I use an infinitely fast step function. This allows a clean understanding and testing of the system response. As you point out, this is certainly not what occurs in an audio system.

However, using the infinitely fast step in any analysis will provide an ideal settling time. That settling time using such a waveform will give the absolute fastest response the system is capable of with ideal components. Once we start to introduce reality in the form of components and signals, the system response can only slow down....never speed up.

So if the "high speed" system response is 10 uSec for example when the load is mismatched to the cable by a ratio of 100 or so, reality will be even slower. How much slower is unknown given the real components we must use.

It's just a tool to provide level of effect. If it produced pico or nano level times, then it is not necessary to proceed any further.

Cheers, John

I would approach this differently. There exists an infinite series of forward and backward waves for any mismatched line/load situation. The speaker Z is easy to evaluate at a given frequency. Then the series could be evaluated at any point in the system at say 10kHz, 20kHz, etc. to look for the phase delay. The solution could probably be stated with the characteristic impedance as the only free parameter so one could quantify directly the effect of match/mismatch. My bet is the delay manifested by phase vs frequency has little change with Zo over 8 to 150 Ohms at audio frequencies. That is the difference between the exact and lumped element answer.
 
Using the "perfect step" analysis approach, it is easy to see the difference between load z and settling time: If you use zip at 100 ohms, there will be no settling time whatsoever for a load of 100 ohms. Only prop delay, a few nanoseconds.

The time lag at the speaker will depend on the energy stored in the cable. The storage always trails the stimulus.

Since we are capable of localization discernment in the 500 to 12Khz range at a level from 1.5 uSec to roughly 50... Any testing we do must be able to see that.

To measure a 10 uSec delay in a 500 hz sine into an 8 ohm resistive load at current, that is not an easy thing to do accurately. The inductive reactance of a normal current viewing resistor swamps that. I'm forced to design my own resistor. I'd like to go down to 10 milliohms if possible, and self inductance loop pickup down in the 10 picohenry or so range. I've got the 1/8th copper, resistors on order, but I think I'm going to need several drill bits to get all the holes (I'll need several hundred). I've used 20 and 24 thousanths bits before in copper, it's never fun..

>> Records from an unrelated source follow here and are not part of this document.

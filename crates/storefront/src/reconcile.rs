//! Pending-order reconciliation.
//!
//! Paid orders whose creation upstream failed during checkout stay in the
//! pending-order ledger. The `Reconciler` retries them on an interval and
//! removes each record once the order exists. Records claimed by a checkout
//! that is still retrying are left alone.
//!
//! Each sweep also drops unpaid records nobody has touched for
//! [`DEFAULT_UNPAID_RETENTION_HOURS`]: abandoned card checkouts.

use std::sync::Arc;
use std::time::Duration;

use chrono::{TimeDelta, Utc};
use tokio::task::JoinHandle;
use tracing::{debug, error, info, instrument, warn};

use crate::commerce::OrderBackend;
use crate::db::{PendingOrderStore, RepositoryError, claim_deadline};

/// Records examined per sweep.
const DEFAULT_BATCH_SIZE: i64 = 50;

/// Attempts after which a record is escalated on every failure.
const ESCALATE_AFTER_ATTEMPTS: i32 = 5;

/// Age after which an untouched unpaid record is dropped.
pub const DEFAULT_UNPAID_RETENTION_HOURS: i64 = 24;

/// Outcome of one sweep.
#[derive(Debug, Clone, Copy, Default, PartialEq, Eq)]
pub struct ReconcileSummary {
    pub attempted: usize,
    pub created: usize,
    pub failed: usize,
    /// Paid records claimed by someone else.
    pub skipped: usize,
    /// Abandoned unpaid records removed.
    pub expired: u64,
}

/// Retries order creation for paid pending orders.
#[derive(Clone)]
pub struct Reconciler {
    orders: Arc<dyn OrderBackend>,
    pending: Arc<dyn PendingOrderStore>,
    batch_size: i64,
    unpaid_retention: TimeDelta,
}

impl Reconciler {
    /// Create a reconciler over an order backend and pending-order store.
    #[must_use]
    pub fn new(orders: Arc<dyn OrderBackend>, pending: Arc<dyn PendingOrderStore>) -> Self {
        Self {
            orders,
            pending,
            batch_size: DEFAULT_BATCH_SIZE,
            unpaid_retention: TimeDelta::hours(DEFAULT_UNPAID_RETENTION_HOURS),
        }
    }

    /// Set how many records one sweep examines.
    #[must_use]
    pub const fn with_batch_size(mut self, batch_size: i64) -> Self {
        self.batch_size = batch_size;
        self
    }

    /// Set how long unpaid records are kept after their last update.
    #[must_use]
    pub const fn with_unpaid_retention(mut self, retention: TimeDelta) -> Self {
        self.unpaid_retention = retention;
        self
    }

    /// Run a single sweep over paid pending orders, then drop abandoned
    /// unpaid ones.
    ///
    /// # Errors
    ///
    /// Returns `RepositoryError` if the ledger cannot be read. Failures on
    /// individual records are recorded on the record and counted instead.
    #[instrument(skip(self))]
    pub async fn run_once(&self) -> Result<ReconcileSummary, RepositoryError> {
        let paid = self.pending.list(true, self.batch_size).await?;
        let mut summary = ReconcileSummary::default();

        for record in paid {
            if !self.pending.claim(record.reference, claim_deadline()).await? {
                debug!(reference = %record.reference, "Pending order claimed elsewhere");
                summary.skipped += 1;
                continue;
            }
            summary.attempted += 1;
            let request = record.finalized_request();

            match self.orders.create_order(&request).await {
                Ok(order) => {
                    summary.created += 1;
                    info!(
                        reference = %record.reference,
                        order_id = %order.id,
                        order_number = %order.number,
                        "Reconciled pending order"
                    );
                    if let Err(e) = self.pending.delete(record.reference).await {
                        // A leftover record would be retried into a duplicate order.
                        error!(
                            reference = %record.reference,
                            error = %e,
                            "Failed to delete reconciled pending order"
                        );
                    }
                }
                Err(e) => {
                    summary.failed += 1;
                    let attempts = record.attempts + 1;
                    if attempts >= ESCALATE_AFTER_ATTEMPTS {
                        error!(
                            reference = %record.reference,
                            attempts,
                            error = %e,
                            "Pending order still failing"
                        );
                    } else {
                        warn!(
                            reference = %record.reference,
                            attempts,
                            error = %e,
                            "Pending order retry failed"
                        );
                    }
                    if let Err(e) = self
                        .pending
                        .record_failure(record.reference, &e.to_string())
                        .await
                    {
                        warn!(reference = %record.reference, error = %e, "Failed to record failure");
                    }
                }
            }
        }

        let cutoff = Utc::now() - self.unpaid_retention;
        match self.pending.delete_unpaid_before(cutoff).await {
            Ok(0) => {}
            Ok(expired) => {
                info!(expired, "Dropped abandoned unpaid pending orders");
                summary.expired = expired;
            }
            Err(e) => warn!(error = %e, "Failed to drop abandoned pending orders"),
        }

        Ok(summary)
    }

    /// Spawn the reconciler as a background task running every `interval`.
    ///
    /// Returns a handle that can be used to abort the task.
    #[must_use]
    pub fn spawn(self, interval: Duration) -> JoinHandle<()> {
        tokio::spawn(async move {
            let mut ticker = tokio::time::interval(interval);
            ticker.set_missed_tick_behavior(tokio::time::MissedTickBehavior::Skip);

            loop {
                ticker.tick().await;

                match self.run_once().await {
                    Ok(summary) if summary.attempted > 0 || summary.skipped > 0 => {
                        info!(
                            attempted = summary.attempted,
                            created = summary.created,
                            failed = summary.failed,
                            skipped = summary.skipped,
                            "Reconciliation sweep finished"
                        );
                    }
                    Ok(_) => {}
                    Err(e) => {
                        warn!(error = %e, "Reconciliation sweep failed");
                    }
                }
            }
        })
    }
}

/// Spawn a background reconciler.
#[must_use]
pub fn spawn_reconciler(
    orders: Arc<dyn OrderBackend>,
    pending: Arc<dyn PendingOrderStore>,
    interval: Duration,
) -> JoinHandle<()> {
    info!(interval_secs = interval.as_secs(), "Starting pending-order reconciler");
    Reconciler::new(orders, pending).spawn(interval)
}

#[cfg(test)]
#[allow(clippy::unwrap_used)]
pub(crate) mod tests {
    use std::sync::atomic::{AtomicUsize, Ordering};

    use async_trait::async_trait;
    use threadline_core::{OrderId, ProductId};

    use super::*;
    use crate::commerce::{
        BillingAddress, CommerceError, CreateOrderRequest, OrderLineItem, OrderSummary,
        ShippingAddress,
    };
    use crate::db::{MemoryPendingOrderStore, PendingOrder};

    /// Order backend that fails a fixed number of times, then succeeds.
    pub(crate) struct FlakyOrders {
        pub(crate) failures_left: AtomicUsize,
        pub(crate) calls: AtomicUsize,
        pub(crate) requests: tokio::sync::Mutex<Vec<CreateOrderRequest>>,
    }

    impl FlakyOrders {
        pub(crate) fn new(failures: usize) -> Self {
            Self {
                failures_left: AtomicUsize::new(failures),
                calls: AtomicUsize::new(0),
                requests: tokio::sync::Mutex::new(Vec::new()),
            }
        }
    }

    #[async_trait]
    impl OrderBackend for FlakyOrders {
        async fn create_order(
            &self,
            request: &CreateOrderRequest,
        ) -> Result<OrderSummary, CommerceError> {
            let call = self.calls.fetch_add(1, Ordering::SeqCst);
            self.requests.lock().await.push(request.clone());
            if self
                .failures_left
                .fetch_update(Ordering::SeqCst, Ordering::SeqCst, |n| n.checked_sub(1))
                .is_ok()
            {
                return Err(CommerceError::Api {
                    status: 503,
                    message: "unavailable".to_string(),
                });
            }
            let id = i64::try_from(call).unwrap_or(0) + 100;
            Ok(OrderSummary {
                id: OrderId::new(id),
                number: id.to_string(),
                status: "processing".to_string(),
                total: "0.00".to_string(),
            })
        }
    }

    pub(crate) fn order_request() -> CreateOrderRequest {
        CreateOrderRequest {
            payment_method: "stripe".to_string(),
            payment_method_title: "Credit/Debit Card (Stripe)".to_string(),
            set_paid: true,
            billing: BillingAddress::default(),
            shipping: ShippingAddress::default(),
            line_items: vec![OrderLineItem {
                product_id: ProductId::new(3),
                quantity: 1,
            }],
            customer_note: None,
            meta_data: Vec::new(),
        }
    }

    async fn paid_record(store: &MemoryPendingOrderStore, intent: &str) -> PendingOrder {
        let mut record = PendingOrder::new(order_request());
        record.payment_intent_id = Some(intent.to_string());
        record.paid = true;
        store.insert(&record).await.unwrap();
        record
    }

    #[tokio::test]
    async fn test_run_once_creates_and_deletes_paid_records() {
        let store = Arc::new(MemoryPendingOrderStore::new());
        let orders = Arc::new(FlakyOrders::new(0));
        let record = paid_record(&store, "pi_1").await;
        let unpaid = PendingOrder::new(order_request());
        store.insert(&unpaid).await.unwrap();

        let reconciler = Reconciler::new(orders.clone(), store.clone());
        let summary = reconciler.run_once().await.unwrap();

        assert_eq!(
            summary,
            ReconcileSummary {
                attempted: 1,
                created: 1,
                failed: 0,
                skipped: 0,
                expired: 0,
            }
        );
        assert!(store.get(record.reference).await.unwrap().is_none());
        assert!(store.get(unpaid.reference).await.unwrap().is_some());

        let sent = orders.requests.lock().await;
        assert_eq!(sent[0].meta("_stripe_payment_intent_id"), Some("pi_1"));
    }

    #[tokio::test]
    async fn test_run_once_records_failure_and_retries_later() {
        let store = Arc::new(MemoryPendingOrderStore::new());
        let orders = Arc::new(FlakyOrders::new(1));
        let record = paid_record(&store, "pi_2").await;
        let reconciler = Reconciler::new(orders, store.clone());

        let first = reconciler.run_once().await.unwrap();
        assert_eq!(first.failed, 1);
        let kept = store.get(record.reference).await.unwrap().unwrap();
        assert_eq!(kept.attempts, 1);
        assert!(kept.last_error.is_some());

        let second = reconciler.run_once().await.unwrap();
        assert_eq!(second.created, 1);
        assert!(store.get(record.reference).await.unwrap().is_none());
    }

    #[tokio::test]
    async fn test_run_once_skips_claimed_records() {
        let store = Arc::new(MemoryPendingOrderStore::new());
        let orders = Arc::new(FlakyOrders::new(0));
        let mut record = PendingOrder::new(order_request());
        record.paid = true;
        record.claimed_until = Some(claim_deadline());
        store.insert(&record).await.unwrap();

        let reconciler = Reconciler::new(orders.clone(), store.clone());
        let summary = reconciler.run_once().await.unwrap();

        assert_eq!(summary.attempted, 0);
        assert_eq!(summary.skipped, 1);
        assert_eq!(orders.calls.load(Ordering::SeqCst), 0);
        assert!(store.get(record.reference).await.unwrap().is_some());
    }

    #[tokio::test]
    async fn test_run_once_drops_abandoned_unpaid_records() {
        let store = Arc::new(MemoryPendingOrderStore::new());
        let orders = Arc::new(FlakyOrders::new(0));
        let mut abandoned = PendingOrder::new(order_request());
        abandoned.updated_at = Utc::now() - TimeDelta::hours(DEFAULT_UNPAID_RETENTION_HOURS + 1);
        let recent = PendingOrder::new(order_request());
        store.insert(&abandoned).await.unwrap();
        store.insert(&recent).await.unwrap();

        let summary = Reconciler::new(orders, store.clone()).run_once().await.unwrap();

        assert_eq!(summary.expired, 1);
        assert!(store.get(abandoned.reference).await.unwrap().is_none());
        assert!(store.get(recent.reference).await.unwrap().is_some());
    }

    #[tokio::test]
    async fn test_spawn_and_abort() {
        let store = Arc::new(MemoryPendingOrderStore::new());
        let orders = Arc::new(FlakyOrders::new(0));
        let record = paid_record(&store, "pi_3").await;

        let handle = spawn_reconciler(orders, store.clone(), Duration::from_millis(20));
        tokio::time::sleep(Duration::from_millis(100)).await;
        handle.abort();

        let result = tokio::time::timeout(Duration::from_millis(100), handle).await;
        assert!(result.is_ok());
        assert!(store.get(record.reference).await.unwrap().is_none());
    }
}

In between the honeydews of course..😉


The low value resistor of course, is needed once I want to measure a resistive/inductive/capacitive load simulating an actual speaker..while measuring a pure resistive load gives data, the end target is of course, audio stuff..


Cheers, John
 
None at all. I actually have brass sheet from the antique clock repair work..

But I don't think it needs plating, I can solder to the base brass easily enough.

Nice idea..thanks
Cheers, John

O.K. John,

You don't need to silver plate it other than it looks more high tech. I expect you will at least drill a nice pattern of larger holes to make it look like there is more magic involved than there really is!

When I get around to it I might lay out a set of PC cards to do the same thing. Of course I also might just punch it out with my CNC turret press.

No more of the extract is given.